Battery life under normal document and browsing use is close to 6 hours – double that of my previous laptop and beginning to rival the typical tablet computer. If you need to keep working during an overseas air trip, for example, this almost pays for itself. The Intel Core i5 processor is claimed to make power management more efficient, too, but that is something that only long-term usage will bear out.
The one downer here is the size of the SSD: a mere 128GB, the same as the low-end version of the new Air. The high end Air has 256GB. Just because you want to produce a laptop that can out-portable a tablet doesn’t mean you have to match it on capacity.

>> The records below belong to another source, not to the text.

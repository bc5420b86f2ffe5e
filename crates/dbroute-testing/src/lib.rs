//! # dbroute-testing
//!
//! Test infrastructure for dbroute.
//!
//! Provides an in-memory driver whose endpoints can be scripted to fail:
//!
//! - **Unreachable**: `connect` is refused
//! - **Slow connect**: `connect` sleeps before succeeding
//! - **Failing probe**: `ping` returns an error
//! - **Broken**: connections report themselves broken
//! - **Failing reset**: `reset` returns an error
//!
//! Every endpoint counts connects, probes and resets, remembers the driver
//! options of the last connect request, and tracks how many of
//! its connections are alive at once, which lets tests check pool bounds
//! against the physical connections rather than the pool's own bookkeeping.
//!
//! ## Example
//!
//! ```rust,ignore
//! use dbroute_testing::MockDriver;
//!
//! let driver = MockDriver::new();
//! driver.endpoint("replica-host").set_unreachable(true);
//!
//! let result = PoolRegistry::initialize(roles, Arc::new(driver.clone())).await;
//! assert!(matches!(result, Err(Error::StartupFailed { .. })));
//! ```

#![warn(missing_docs)]
#![deny(unsafe_code)]

use std::collections::BTreeMap;
use std::sync::Arc;
use std::sync::atomic::{AtomicBool, AtomicU32, AtomicU64, Ordering};
use std::time::Duration;

use async_trait::async_trait;
use dbroute::{ConnectionParameters, Driver};
use dbroute_pool::{BoxError, Connection, Connector, DynConnection};
use hashbrown::HashMap;
use parking_lot::Mutex;

/// Install a `tracing` subscriber for tests.
///
/// Honours `RUST_LOG`; safe to call from every test.
pub fn init_tracing() {
    let _ = tracing_subscriber::fmt()
        .with_env_filter(tracing_subscriber::EnvFilter::from_default_env())
        .with_test_writer()
        .try_init();
}

/// One scripted database endpoint.
#[derive(Debug, Default)]
pub struct Endpoint {
    unreachable: AtomicBool,
    fail_ping: AtomicBool,
    broken: AtomicBool,
    fail_reset: AtomicBool,
    connect_delay: Mutex<Option<Duration>>,
    options: Mutex<BTreeMap<String, String>>,
    connects: AtomicU64,
    pings: AtomicU64,
    resets: AtomicU64,
    live: AtomicU32,
    max_live: AtomicU32,
    next_id: AtomicU64,
}

impl Endpoint {
    /// Refuse new connections.
    pub fn set_unreachable(&self, unreachable: bool) {
        self.unreachable.store(unreachable, Ordering::SeqCst);
    }

    /// Make every probe fail.
    pub fn set_fail_ping(&self, fail: bool) {
        self.fail_ping.store(fail, Ordering::SeqCst);
    }

    /// Make every connection report itself broken.
    pub fn set_broken(&self, broken: bool) {
        self.broken.store(broken, Ordering::SeqCst);
    }

    /// Make every session reset fail.
    pub fn set_fail_reset(&self, fail: bool) {
        self.fail_reset.store(fail, Ordering::SeqCst);
    }

    /// Delay each connect by `delay`.
    pub fn set_connect_delay(&self, delay: Option<Duration>) {
        *self.connect_delay.lock() = delay;
    }

    /// Successful connects so far.
    #[must_use]
    pub fn connects(&self) -> u64 {
        self.connects.load(Ordering::SeqCst)
    }

    /// Probes run so far.
    #[must_use]
    pub fn pings(&self) -> u64 {
        self.pings.load(Ordering::SeqCst)
    }

    /// Session resets run so far.
    #[must_use]
    pub fn resets(&self) -> u64 {
        self.resets.load(Ordering::SeqCst)
    }

    /// Driver options of the most recent connect request.
    #[must_use]
    pub fn options(&self) -> BTreeMap<String, String> {
        self.options.lock().clone()
    }

    /// Connections currently open.
    #[must_use]
    pub fn live(&self) -> u32 {
        self.live.load(Ordering::SeqCst)
    }

    /// Highest number of connections open at the same time.
    #[must_use]
    pub fn max_live(&self) -> u32 {
        self.max_live.load(Ordering::SeqCst)
    }

    async fn open(self: &Arc<Self>) -> Result<DynConnection, BoxError> {
        let delay = *self.connect_delay.lock();
        if let Some(delay) = delay {
            tokio::time::sleep(delay).await;
        }
        if self.unreachable.load(Ordering::SeqCst) {
            return Err("connection refused".into());
        }

        self.connects.fetch_add(1, Ordering::SeqCst);
        let live = self.live.fetch_add(1, Ordering::SeqCst) + 1;
        self.max_live.fetch_max(live, Ordering::SeqCst);
        let id = self.next_id.fetch_add(1, Ordering::SeqCst);
        tracing::trace!(connection_id = id, live, "mock connection opened");

        Ok(Box::new(MockConnection {
            id,
            endpoint: Arc::clone(self),
        }))
    }
}

/// A connection to an [`Endpoint`].
#[derive(Debug)]
pub struct MockConnection {
    id: u64,
    endpoint: Arc<Endpoint>,
}

impl MockConnection {
    /// Connection id, unique per endpoint.
    #[must_use]
    pub fn id(&self) -> u64 {
        self.id
    }
}

#[async_trait]
impl Connection for MockConnection {
    async fn ping(&mut self, _query: &str) -> Result<(), BoxError> {
        self.endpoint.pings.fetch_add(1, Ordering::SeqCst);
        if self.endpoint.fail_ping.load(Ordering::SeqCst) {
            return Err("server closed the connection".into());
        }
        Ok(())
    }

    async fn reset(&mut self) -> Result<(), BoxError> {
        self.endpoint.resets.fetch_add(1, Ordering::SeqCst);
        if self.endpoint.fail_reset.load(Ordering::SeqCst) {
            return Err("session reset failed".into());
        }
        Ok(())
    }

    fn is_broken(&self) -> bool {
        self.endpoint.broken.load(Ordering::SeqCst)
    }
}

impl Drop for MockConnection {
    fn drop(&mut self) {
        self.endpoint.live.fetch_sub(1, Ordering::SeqCst);
    }
}

/// A [`Connector`] for a single endpoint.
#[derive(Debug, Clone, Default)]
pub struct MockConnector {
    endpoint: Arc<Endpoint>,
}

impl MockConnector {
    /// Connector for a fresh endpoint.
    #[must_use]
    pub fn new() -> Self {
        Self::default()
    }

    /// The endpoint this connector opens connections to.
    #[must_use]
    pub fn endpoint(&self) -> &Arc<Endpoint> {
        &self.endpoint
    }
}

#[async_trait]
impl Connector for MockConnector {
    async fn connect(&self) -> Result<DynConnection, BoxError> {
        self.endpoint.open().await
    }
}

/// A [`Driver`] with one scripted endpoint per host name.
///
/// Endpoints are created on first use; clones share them.
#[derive(Debug, Clone, Default)]
pub struct MockDriver {
    endpoints: Arc<Mutex<HashMap<String, Arc<Endpoint>>>>,
}

impl MockDriver {
    /// Driver with no endpoints yet.
    #[must_use]
    pub fn new() -> Self {
        Self::default()
    }

    /// The endpoint for `host`, created if needed.
    pub fn endpoint(&self, host: &str) -> Arc<Endpoint> {
        Arc::clone(
            self.endpoints
                .lock()
                .entry(host.to_string())
                .or_default(),
        )
    }

    /// Connections open across all endpoints.
    #[must_use]
    pub fn live(&self) -> u32 {
        self.endpoints.lock().values().map(|e| e.live()).sum()
    }
}

#[async_trait]
impl Driver for MockDriver {
    async fn connect(&self, params: &ConnectionParameters) -> Result<DynConnection, BoxError> {
        let endpoint = self.endpoint(&params.host);
        endpoint.options.lock().clone_from(&params.options);
        endpoint.open().await
    }
}
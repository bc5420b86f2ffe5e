//! Fuzz target for router configuration documents.

#![no_main]

use dbroute::RouterConfig;
use libfuzzer_sys::fuzz_target;

fuzz_target!(|data: &[u8]| {
    if let Ok(config) = serde_json::from_slice::<RouterConfig>(data) {
        for params in config.roles.values() {
            let _ = params.validate();
        }
        let _ = config.replica_selection.selector();
    }
});
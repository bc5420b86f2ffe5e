//! # dbroute-pool
//!
//! Async connection pool for a single database endpoint.
//!
//! The pool is driver-agnostic: it opens connections through a
//! [`Connector`] and probes them through [`Connection::ping`]. It never
//! blocks a thread; callers waiting for capacity are suspended tasks.
//!
//! ## Features
//!
//! - Lazy creation up to `max_connections`, pre-warming to `min_connections`
//! - Liveness probe (`SELECT 1` by default) on checkout and on demand
//! - Broken or invalidated connections are discarded, never reused
//! - Separate acquisition and creation timeouts
//! - Background reaper for idle eviction and minimum-size replenishment
//! - Drain-then-close shutdown
//! - Status snapshots and metrics for observability
//!
//! ## Example
//!
//! ```rust,ignore
//! use dbroute_pool::{Pool, PoolConfig};
//! use std::time::Duration;
//!
//! let pool = Pool::builder()
//!     .connector(connector)
//!     .min_connections(5)
//!     .max_connections(20)
//!     .idle_timeout(Duration::from_secs(300))
//!     .build()
//!     .await?;
//! pool.warm_up().await?;
//!
//! // Get a connection from the pool
//! let conn = pool.get().await?;
//! // Use connection...
//! // Connection automatically returned to pool on drop
//!
//! let status = pool.status();
//! println!("Pool utilization: {:.1}%", status.utilization());
//! ```

#![warn(missing_docs)]
#![deny(unsafe_code)]

pub mod config;
pub mod error;
pub mod lifecycle;
pub mod pool;
pub mod reaper;

// Configuration
pub use config::{DEFAULT_VALIDATION_QUERY, PoolConfig};

// Error types
pub use error::{BoxError, PoolError, TimeoutPhase};

// Pool types
pub use pool::{Pool, PoolBuilder, PoolMetrics, PoolStatus, PooledConnection};
pub use reaper::MaintenanceReport;

// Lifecycle management
pub use lifecycle::{
    Connection, ConnectionMetadata, ConnectionState, Connector, DynConnection, HealthCheckResult,
};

The laptop’s biggest promise is its combination of size and weight. It comes into its own when travelling. The ability to slip it into any sheath of a laptop bag ‚ and slip it out in moments ‚ means it is always ready for action.
4. Is it innovative?
The greatest innovation here is not the size and weight of the laptop – I may have mentioned another brand that compares well here – but something called Duralumin, an alloy claimed to have twice the strength of aluminium. It lends the casing an impression of strength and toughness, despite much vaunted “”elegant lines””. The overall impression is of a device even sleeker than that other brand’s equivalent.
5. Is it value for money?
This is the only test where the Series 9 truly falls down. To be as good as but more expensive (R13,999) than the equivalent MacBook Air (R11,999), when that’s the obvious competition, is not guaranteed to win market share. But it makes sense for the confirmed Windows user with a professional need to keep working when mobile. Especially on international air trips, the productivity boost from battery life alone almost covers the investment in the device. Its absurdly slim form factor also means it adds little bulk to your carry-on luggage ‚ two of these would take up the same space as my previous laptop ‚ and less weight. If budget is not an issue, it is a viable and desirable alternative to any other laptop on the market.